About this exercise: Among the lines of the records, please find those that contain the word "your" and copy them.

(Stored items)
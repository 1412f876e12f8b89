//! Shared test utilities for the sat-catalog workspace.
//!
//! This crate provides common testing infrastructure including:
//! - A skip macro for tests that need a live database
//! - Geometry fixtures shared across catalog and query tests
//!
//! # Usage
//!
//! Add to your crate's `Cargo.toml`:
//!
//! ```toml
//! [dev-dependencies]
//! test-utils = { path = "../test-utils" }
//! ```
//!
//! Then import in your tests:
//!
//! ```ignore
//! use test_utils::{require_database, fixtures};
//! ```

pub mod fixtures;

pub use fixtures::*;

/// Macro to skip a test when no test database is configured.
///
/// Integration tests need a Postgres instance with PostGIS installed. In
/// environments without one (e.g. plain CI), the test prints a skip message
/// and returns early instead of failing.
///
/// # Usage
///
/// ```ignore
/// use test_utils::require_database;
///
/// #[tokio::test]
/// async fn test_round_trip() {
///     let url = require_database!();
///     // Test code using url...
/// }
/// ```
#[macro_export]
macro_rules! require_database {
    () => {{
        match std::env::var("DATABASE_URL") {
            Ok(url) => url,
            Err(_) => {
                eprintln!("SKIPPED: DATABASE_URL not set. Point it at a PostGIS database.");
                return;
            }
        }
    }};
}

/// Macro for approximate floating-point equality assertions.
///
/// # Usage
///
/// ```ignore
/// use test_utils::assert_approx_eq;
///
/// assert_approx_eq!(1.0001_f64, 1.0_f64, 0.001_f64); // passes
/// assert_approx_eq!(1.1_f32, 1.0_f32, 0.001_f32);    // fails
/// ```
#[macro_export]
macro_rules! assert_approx_eq {
    ($left:expr, $right:expr, $epsilon:expr) => {{
        let left: f64 = $left as f64;
        let right: f64 = $right as f64;
        let epsilon: f64 = $epsilon as f64;
        let diff = (left - right).abs();
        if diff > epsilon {
            panic!(
                "assertion failed: `(left ≈ right)`\n  left: `{:?}`,\n right: `{:?}`,\n  diff: `{:?}` > epsilon `{:?}`",
                left, right, diff, epsilon
            );
        }
    }};
}

/// Macro for approximate equality of coordinate pairs.
///
/// # Usage
///
/// ```ignore
/// use test_utils::assert_coords_approx_eq;
///
/// assert_coords_approx_eq!((1.0001, 2.0001), (1.0, 2.0), 0.001);
/// ```
#[macro_export]
macro_rules! assert_coords_approx_eq {
    (($x1:expr, $y1:expr), ($x2:expr, $y2:expr), $epsilon:expr) => {{
        $crate::assert_approx_eq!($x1, $x2, $epsilon);
        $crate::assert_approx_eq!($y1, $y2, $epsilon);
    }};
}

#[cfg(test)]
mod tests {
    #[test]
    fn test_assert_approx_eq_passes() {
        assert_approx_eq!(1.0001, 1.0, 0.001);
        assert_approx_eq!(0.0, 0.0, 0.0001);
        assert_approx_eq!(-5.5, -5.500001, 0.0001);
    }

    #[test]
    #[should_panic(expected = "assertion failed")]
    fn test_assert_approx_eq_fails() {
        assert_approx_eq!(1.1, 1.0, 0.001);
    }

    #[test]
    fn test_assert_coords_approx_eq_passes() {
        assert_coords_approx_eq!((1.0001, 2.0001), (1.0, 2.0), 0.001);
    }
}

Result:
//! Add to your crate's `Cargo.toml`:
//! Then import in your tests:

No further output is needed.